**Problem:**
The lines below that include "issue" are to be found and copied.

**Listed entries:**
◆ ◆ ◆ ◆

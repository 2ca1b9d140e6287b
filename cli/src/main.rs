//! CLI entrypoint for xylos
//!
//! This is the main binary that wires together all layers using
//! dependency injection.

use anyhow::{Context, Result, anyhow, bail};
use clap::Parser;
use std::io::IsTerminal;
use std::path::{Path, PathBuf};
use std::sync::Arc;
use tracing::{debug, error, info, warn};
use tracing_appender::non_blocking::WorkerGuard;
use tracing_subscriber::prelude::*;
use tracing_subscriber::{EnvFilter, fmt};
use xylos_application::{
    AuthenticateUseCase, ChatParams, ChatProgressNotifier, CompletionEndpoint, ConversationLogger,
    ConversationStore, DictateUseCase, GenerateImageUseCase, ManageConversationsUseCase,
    NoChatProgress, NoConversationLogger, SendMessageInput, SendMessageUseCase, StreamConsumer,
};
use xylos_domain::{ConversationId, ConversationMode, Transcript, UserId};
use xylos_infrastructure::{
    BackendClient, BackendSettings, CommandSpeechRecognizer, ConfigLoader, FileConfig,
    FileSessionStore, HttpAuthGateway, HttpCompletionEndpoint, HttpImageGenerator,
    InMemoryConversationStore, JsonlConversationLogger, RestConversationStore, expand_home,
};
use xylos_presentation::{
    ChatRepl, Cli, Command, ConsoleFormatter, ImageLocation, OutputConfig, ProgressReporter,
    ReplConfig, SimpleProgress, StreamPrinter, cancel_on_ctrl_c, image_stem, prompt_line,
    prompt_password, read_attachment, read_avatar, read_password_stdin, store_generated,
};

/// Owner of conversations kept in memory with `--offline`.
const LOCAL_USER: &str = "local";

#[tokio::main]
async fn main() -> Result<()> {
    let cli = Cli::parse();

    if cli.show_config {
        print_config_sources(cli.config.as_ref());
        return Ok(());
    }

    let config = if cli.no_config {
        ConfigLoader::load_defaults()
    } else {
        ConfigLoader::load(cli.config.as_ref())
            .map_err(|e| anyhow!("Failed to load configuration: {}", e))?
    };

    let _log_guard = init_logging(cli.verbose, config.logging.directory_path().as_deref());
    info!("Starting xylos");

    let output = OutputConfig {
        format: cli
            .output
            .map(Into::into)
            .unwrap_or_else(|| config.output.format.unwrap_or_default()),
        color: config.output.color,
    };
    ConsoleFormatter::apply_color(&output);

    let (mode, _) = config.chat.parse_mode();
    let params = ChatParams::default()
        .with_mode(mode)
        .with_persist_partial_on_error(config.chat.persist_partial_on_error);
    let mut fatal = false;
    for issue in config.validate(cli.offline) {
        if issue.is_error() {
            error!("{}", issue.message);
            fatal = true;
        } else {
            warn!("{}", issue.message);
        }
    }

    let command = cli.command.clone().unwrap_or(Command::Chat {
        conversation: None,
        mode: None,
    });

    // Account commands talk to the auth service only.
    match command {
        Command::Signup {
            email,
            name,
            avatar,
            password_stdin,
        } => return signup(&config, email, name, avatar, password_stdin).await,
        Command::Login {
            email,
            password_stdin,
        } => return login(&config, email, password_stdin).await,
        Command::Logout => return logout(&config).await,
        _ => {}
    }

    if fatal {
        bail!("Invalid configuration (see the errors above, or use --offline)");
    }

    // === Dependency Injection ===
    let services = Services::connect(&config, cli.offline).await?;
    let logger = transcript_logger(&config);
    let show_progress = config.chat.show_progress && !cli.quiet;

    match command {
        Command::Chat {
            conversation,
            mode: mode_arg,
        } => {
            let params = match mode_arg {
                Some(m) => params.with_mode(m.parse::<ConversationMode>()?),
                None => params,
            };
            let repl_config = ReplConfig {
                show_progress,
                history_file: config.chat.history_file.as_deref().map(expand_home),
            };

            let mut repl = ChatRepl::new(
                services.send_message(&params, logger)?,
                ManageConversationsUseCase::new(services.store.clone()),
                services.owner.clone(),
            )
            .with_mode(params.mode)
            .with_progress(repl_config.show_progress)
            .with_offline(cli.offline)
            .with_history_file(repl_config.history_path())
            .with_conversation(conversation.map(ConversationId::new));

            if let Some(images) = services.image_generator() {
                repl = repl.with_image_generation(images, PathBuf::from("."));
            }
            if let Some(dictation) = dictation(&config) {
                repl = repl.with_dictation(dictation);
            }

            repl.run().await.context("Chat session failed")?;
        }
        Command::Ask {
            message,
            image,
            conversation,
        } => {
            let send = services.send_message(&params, logger)?;
            let conversations = ManageConversationsUseCase::new(services.store.clone());

            let (conversation_id, mut transcript) = match conversation {
                Some(id) => {
                    let id = ConversationId::new(id);
                    let transcript = conversations.load(&id).await?;
                    (id, transcript)
                }
                None => {
                    let created = conversations.start_new(&services.owner, params.mode).await?;
                    (created.id, Transcript::new())
                }
            };

            let mut input = SendMessageInput::new(message, Some(conversation_id.clone()));
            if let Some(path) = image {
                input = input.with_attachment(read_attachment(&path)?);
            }

            // Spinners only make sense on a terminal.
            let spinner = ProgressReporter::new();
            let progress: &dyn ChatProgressNotifier = if !show_progress {
                &NoChatProgress
            } else if std::io::stderr().is_terminal() {
                &spinner
            } else {
                &SimpleProgress
            };

            let cancel = tokio_util::sync::CancellationToken::new();
            let interrupt = cancel_on_ctrl_c(&cancel);
            let mut printer = StreamPrinter::stdout();
            let result = send
                .execute(input, &mut transcript, &mut printer, progress, &cancel)
                .await;
            interrupt.abort();
            printer.finish();

            let outcome = result?;
            debug!(
                "Reply complete: {} fragments, persisted={}",
                outcome.fragments, outcome.persisted
            );
            if !outcome.persisted && !outcome.text.is_empty() {
                eprintln!(
                    "{}",
                    ConsoleFormatter::warning("The reply could not be saved")
                );
            }
            if !cli.quiet {
                eprintln!("Conversation: {}", conversation_id);
            }
        }
        Command::Image { prompt, out_dir } => {
            let images = services
                .image_generator()
                .context("Image generation needs backend.url to be set")?;

            let spinner = ProgressReporter::new().with_message("Generating image...");
            if show_progress {
                spinner.start();
            }
            let result = images.execute(&prompt).await;
            spinner.clear();

            match store_generated(&result?, &out_dir, &image_stem())? {
                ImageLocation::Saved(path) => println!("{}", path.display()),
                ImageLocation::Remote(url) => println!("{}", url),
            }
        }
        Command::History => {
            let conversations = ManageConversationsUseCase::new(services.store.clone());
            let list = conversations.list_with_previews(&services.owner).await?;
            print!("{}", ConsoleFormatter::format_history(&list, output.format));
        }
        Command::Delete { id } => {
            let conversations = ManageConversationsUseCase::new(services.store.clone());
            conversations.delete(&ConversationId::new(id.clone())).await?;
            println!("{}", ConsoleFormatter::success(&format!("Deleted {}", id)));
        }
        // Handled above.
        Command::Signup { .. } | Command::Login { .. } | Command::Logout => {}
    }

    Ok(())
}

/// Initialize logging based on verbosity level. `RUST_LOG` wins when set.
///
/// With a log directory configured, records are also written to a daily
/// rolling file; the returned guard flushes it on drop.
fn init_logging(verbose: u8, directory: Option<&Path>) -> Option<WorkerGuard> {
    let level = match verbose {
        0 => "warn",
        1 => "info",
        2 => "debug",
        _ => "trace", // -vvv or more
    };
    let filter = EnvFilter::try_from_default_env().unwrap_or_else(|_| EnvFilter::new(level));

    let (file_layer, guard) = match directory {
        Some(dir) => {
            let appender = tracing_appender::rolling::daily(dir, "xylos.log");
            let (writer, guard) = tracing_appender::non_blocking(appender);
            (
                Some(fmt::layer().with_ansi(false).with_writer(writer)),
                Some(guard),
            )
        }
        None => (None, None),
    };

    tracing_subscriber::registry()
        .with(filter)
        .with(
            fmt::layer()
                .with_target(false)
                .with_writer(std::io::stderr),
        )
        .with(file_layer)
        .init();

    guard
}

fn print_config_sources(config_path: Option<&PathBuf>) {
    println!("Configuration sources (lowest to highest priority):");
    for source in ConfigLoader::describe_sources(config_path) {
        println!("  {}", source);
    }
}

fn backend_client(config: &FileConfig) -> Result<BackendClient> {
    BackendClient::new(BackendSettings {
        url: config.backend.url.clone(),
        api_key: config.backend.api_key.clone(),
        connect_timeout: config.backend.connect_timeout(),
    })
    .context("Backend is not configured")
}

fn authenticator(config: &FileConfig) -> Result<AuthenticateUseCase> {
    let client = backend_client(config)?;
    let sessions = FileSessionStore::default_path()
        .map(FileSessionStore::new)
        .context("Could not determine a data directory for the session file")?;
    Ok(AuthenticateUseCase::new(
        Arc::new(HttpAuthGateway::new(client)),
        Arc::new(sessions),
    ))
}

fn transcript_logger(config: &FileConfig) -> Arc<dyn ConversationLogger> {
    match config
        .logging
        .transcript_path()
        .and_then(JsonlConversationLogger::open)
    {
        Some(logger) => {
            info!("Writing transcript to {}", logger.path().display());
            Arc::new(logger)
        }
        None => Arc::new(NoConversationLogger),
    }
}

fn dictation(config: &FileConfig) -> Option<DictateUseCase> {
    let command = config.speech.command.as_ref()?;
    let recognizer = CommandSpeechRecognizer::new(command.clone(), config.speech.args.clone());
    Some(DictateUseCase::new(Arc::new(recognizer)))
}

/// Adapters shared by the data commands.
struct Services {
    store: Arc<dyn ConversationStore>,
    owner: UserId,
    client: Option<BackendClient>,
}

impl Services {
    async fn connect(config: &FileConfig, offline: bool) -> Result<Self> {
        if offline {
            let client = if config.backend.url.trim().is_empty() {
                None
            } else {
                Some(backend_client(config)?)
            };
            return Ok(Self {
                store: Arc::new(InMemoryConversationStore::new()),
                owner: UserId::new(LOCAL_USER),
                client,
            });
        }

        let session = authenticator(config)?
            .active_session()
            .await
            .context("Run `xylos login` (or `xylos signup`) first")?;
        let client = backend_client(config)?.with_access_token(Some(session.access_token.clone()));
        Ok(Self {
            store: Arc::new(RestConversationStore::new(client.clone())),
            owner: session.user_id().clone(),
            client: Some(client),
        })
    }

    fn send_message(
        &self,
        params: &ChatParams,
        logger: Arc<dyn ConversationLogger>,
    ) -> Result<SendMessageUseCase> {
        let client = self
            .client
            .clone()
            .context("Chatting needs backend.url to be set, even with --offline")?;
        let endpoint: Arc<dyn CompletionEndpoint> = Arc::new(HttpCompletionEndpoint::new(client));
        let consumer =
            StreamConsumer::new().with_persist_partial_on_error(params.persist_partial_on_error);
        Ok(SendMessageUseCase::new(endpoint, self.store.clone())
            .with_consumer(consumer)
            .with_conversation_logger(logger))
    }

    fn image_generator(&self) -> Option<GenerateImageUseCase> {
        let client = self.client.clone()?;
        Some(GenerateImageUseCase::new(Arc::new(HttpImageGenerator::new(
            client,
        ))))
    }
}

fn read_password(from_stdin: bool) -> Result<String> {
    if from_stdin {
        read_password_stdin().context("Failed to read password from stdin")
    } else {
        prompt_password("Password: ").context("Failed to read password")
    }
}

fn value_or_prompt(value: Option<String>, prompt: &str) -> Result<String> {
    match value {
        Some(v) => Ok(v),
        None => prompt_line(prompt).with_context(|| format!("Failed to read {}", prompt.trim())),
    }
}

async fn signup(
    config: &FileConfig,
    email: Option<String>,
    name: Option<String>,
    avatar: Option<PathBuf>,
    password_stdin: bool,
) -> Result<()> {
    let auth = authenticator(config)?;
    let avatar = avatar.as_deref().map(read_avatar).transpose()?;
    let email = value_or_prompt(email, "Email: ")?;
    let name = value_or_prompt(name, "Full name: ")?;
    let password = read_password(password_stdin)?;

    let session = auth
        .sign_up(&email, &password, &name, avatar.as_ref())
        .await?;
    println!(
        "{}",
        ConsoleFormatter::success(&format!(
            "Signed up as {}",
            session.user.email.as_deref().unwrap_or(&email)
        ))
    );
    Ok(())
}

async fn login(config: &FileConfig, email: Option<String>, password_stdin: bool) -> Result<()> {
    let auth = authenticator(config)?;
    let email = value_or_prompt(email, "Email: ")?;
    let password = read_password(password_stdin)?;

    let session = auth.sign_in(&email, &password).await?;
    println!(
        "{}",
        ConsoleFormatter::success(&format!(
            "Signed in as {}",
            session.user.email.as_deref().unwrap_or(&email)
        ))
    );
    Ok(())
}

async fn logout(config: &FileConfig) -> Result<()> {
    if authenticator(config)?.sign_out().await? {
        println!("{}", ConsoleFormatter::success("Signed out"));
    } else {
        println!("Not signed in");
    }
    Ok(())
}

◆ ◆ ◆ ◆

**Completed task:**
    for issue in config.validate(cli.offline) {
        if issue.is_error() {
            error!("{}", issue.message);
            warn!("{}", issue.message);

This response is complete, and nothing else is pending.